Records to process: Begin

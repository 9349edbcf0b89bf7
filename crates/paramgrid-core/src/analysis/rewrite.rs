//! Rewriter: produces the normalized workbook.
//!
//! Order matters: annotate and append the description columns while rows
//! still sit at their original positions, then delete replaced rows from the
//! bottom up, then repair every formula against the recorded shifts.

use indexmap::IndexMap;
use paramgrid_engine::engine::{
    CellRef, CellToken, Formula, RangeToken, Retarget, RetargetMap, RowShift, Segment,
    rewrite_references,
};

use super::Analysis;
use crate::error::Issue;
use crate::ids::SheetNames;
use crate::options::AnalysisOptions;
use crate::param::Parameter;
use crate::workbook::{Cell, CellValue, Sheet, Workbook};

pub const DEPENDENCIES_HEADER: &str = "Dependencies";
pub const FORMULA_HEADER: &str = "Formula";

#[derive(Clone, Debug, Default)]
pub struct RewriteOutcome {
    pub workbook: Workbook,
    pub shifts: RowShift,
    pub issues: Vec<Issue>,
}

pub fn rewrite_workbook(source: &Workbook, analysis: &Analysis, options: &AnalysisOptions) -> RewriteOutcome {
    let mut workbook = source.clone();

    annotate(&mut workbook, analysis, options);
    append_descriptions(&mut workbook, analysis, options);
    let shifts = delete_replaced_rows(&mut workbook, analysis);
    let retargets = build_retargets(analysis, &shifts);
    let issues = repair_formulas(&mut workbook, &retargets, &shifts);

    log::info!(
        "rewrite: {} row(s) deleted, {} formula(s) left unchanged",
        analysis.deduplication.replacements.len(),
        issues.len()
    );
    RewriteOutcome {
        workbook,
        shifts,
        issues,
    }
}

fn fill_for<'a>(param: &Parameter, analysis: &Analysis, options: &'a AnalysisOptions) -> Option<&'a str> {
    let palette = &options.palette;
    let c = &analysis.classification;
    if analysis.deduplication.replacements.contains_key(&param.id) {
        Some(palette.replaced.as_str())
    } else if param.has_cycle {
        Some(palette.circular.as_str())
    } else if c.input.contains(&param.id) {
        Some(palette.input.as_str())
    } else if c.intermediate.contains(&param.id) {
        Some(palette.intermediate.as_str())
    } else if c.output.contains(&param.id) {
        Some(palette.output.as_str())
    } else {
        None
    }
}

/// Fill the parameter columns by role and write renamed names back.
fn annotate(workbook: &mut Workbook, analysis: &Analysis, options: &AnalysisOptions) {
    let layout = &options.layout;
    for param in analysis.original.values() {
        let Some(sheet) = workbook.sheet_mut(&param.sheet) else {
            continue;
        };
        let current = analysis.parameters.get(&param.id).unwrap_or(param);
        if let Some(fill) = fill_for(current, analysis, options) {
            for col in layout.columns() {
                sheet.get_mut(col, param.row).fill = Some(fill.to_string());
            }
        }
        if current.name != param.name {
            sheet.set_value(layout.name_col, param.row, CellValue::Text(current.name.clone()));
        }
    }
}

/// Append the dependency and human formula columns after each sheet's last
/// used column.
fn append_descriptions(workbook: &mut Workbook, analysis: &Analysis, options: &AnalysisOptions) {
    let header_row = options.layout.header_row();
    let mut by_sheet: IndexMap<&str, Vec<&Parameter>> = IndexMap::new();
    for param in analysis.parameters.values() {
        by_sheet.entry(param.sheet.as_str()).or_default().push(param);
    }

    for (sheet_name, params) in by_sheet {
        let Some(sheet) = workbook.sheet_mut(sheet_name) else {
            continue;
        };
        let dep_col = sheet.max_col() + 1;
        let formula_col = dep_col + 1;
        if header_row > 0 {
            set_header(sheet, dep_col, header_row, DEPENDENCIES_HEADER);
            set_header(sheet, formula_col, header_row, FORMULA_HEADER);
        }
        for param in params {
            if !param.dependency_names.is_empty() {
                let names: Vec<&str> = param.dependency_names.iter().map(String::as_str).collect();
                sheet.set_value(dep_col, param.row, CellValue::Text(names.join(", ")));
            }
            if !param.human_formula.is_empty() {
                sheet.set_value(formula_col, param.row, CellValue::Text(param.human_formula.clone()));
            }
        }
    }
}

fn set_header(sheet: &mut Sheet, col: u32, row: u32, title: &str) {
    sheet.set(
        col,
        row,
        Cell {
            value: CellValue::Text(title.to_string()),
            bold: true,
            ..Cell::default()
        },
    );
}

/// Delete every replaced row, highest row first per sheet.
fn delete_replaced_rows(workbook: &mut Workbook, analysis: &Analysis) -> RowShift {
    let mut rows: IndexMap<&str, Vec<u32>> = IndexMap::new();
    for id in analysis.deduplication.replacements.keys() {
        if let Some(param) = analysis.original.get(id) {
            rows.entry(param.sheet.as_str()).or_default().push(param.row);
        }
    }

    let mut shifts = RowShift::new();
    for (sheet_name, mut sheet_rows) in rows {
        let Some(sheet) = workbook.sheet_mut(sheet_name) else {
            continue;
        };
        sheet_rows.sort_unstable_by(|a, b| b.cmp(a));
        sheet_rows.dedup();
        for row in sheet_rows {
            sheet.delete_row(row);
            shifts.record_deletion(sheet_name, row);
            log::debug!("deleted {}!row {}", sheet_name, row);
        }
    }
    shifts
}

/// Original location of each replaced row -> canonical's post-deletion row.
fn build_retargets(analysis: &Analysis, shifts: &RowShift) -> RetargetMap {
    let mut retargets = RetargetMap::new();
    for (replaced, canonical) in &analysis.deduplication.replacements {
        let (Some(from), Some(to)) = (analysis.original.get(replaced), analysis.original.get(canonical)) else {
            continue;
        };
        let Some(row) = shifts.shifted_row(&to.sheet, to.row) else {
            continue;
        };
        retargets.insert(
            &from.sheet,
            from.row,
            Retarget {
                sheet: to.sheet.clone(),
                row,
            },
        );
    }
    retargets
}

/// Rewrite every formula cell on every sheet. A formula that cannot be
/// tokenized is left as it is and reported.
fn repair_formulas(workbook: &mut Workbook, retargets: &RetargetMap, shifts: &RowShift) -> Vec<Issue> {
    if shifts.is_empty() && retargets.is_empty() {
        return Vec::new();
    }
    let sheet_names: SheetNames = workbook.sheets.iter().map(|s| s.name.as_str()).collect();
    let mut issues = Vec::new();

    for sheet in &mut workbook.sheets {
        let anchor = sheet.name.clone();
        for ((row, col), cell) in sheet.cells_mut() {
            let Some(text) = &cell.formula else {
                continue;
            };
            match Formula::parse(text) {
                Ok(formula) => {
                    let formula = canonical_qualifiers(&formula, &sheet_names);
                    let repaired = rewrite_references(&formula, &anchor, retargets, shifts).to_string();
                    if &repaired != text {
                        cell.formula = Some(repaired);
                    }
                }
                Err(err) => {
                    issues.push(
                        Issue::Rewrite {
                            sheet: anchor.clone(),
                            cell: CellRef::new(*col, *row).to_string(),
                            message: err.to_string(),
                        }
                        .logged(),
                    );
                }
            }
        }
    }
    issues
}

/// Spell sheet qualifiers the way the workbook does, so shifts recorded
/// under a sheet's real name also apply to `'base data'!C3`.
fn canonical_qualifiers(formula: &Formula, sheet_names: &SheetNames) -> Formula {
    let spell = |sheet: &Option<String>| -> Option<String> {
        let name = sheet.as_deref()?;
        Some(sheet_names.resolve(name).unwrap_or(name).to_string())
    };
    formula.map_references(
        |cell| {
            Segment::Cell(CellToken {
                sheet: spell(&cell.sheet),
                point: cell.point,
            })
        },
        |range| {
            Segment::Range(RangeToken {
                sheet: spell(&range.sheet),
                start: range.start,
                end: range.end,
            })
        },
    )
}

Records to process: End

Activity: Determine the number of lines in the data above that hold "each", and reply with that number alone.

Solution to this problem: 2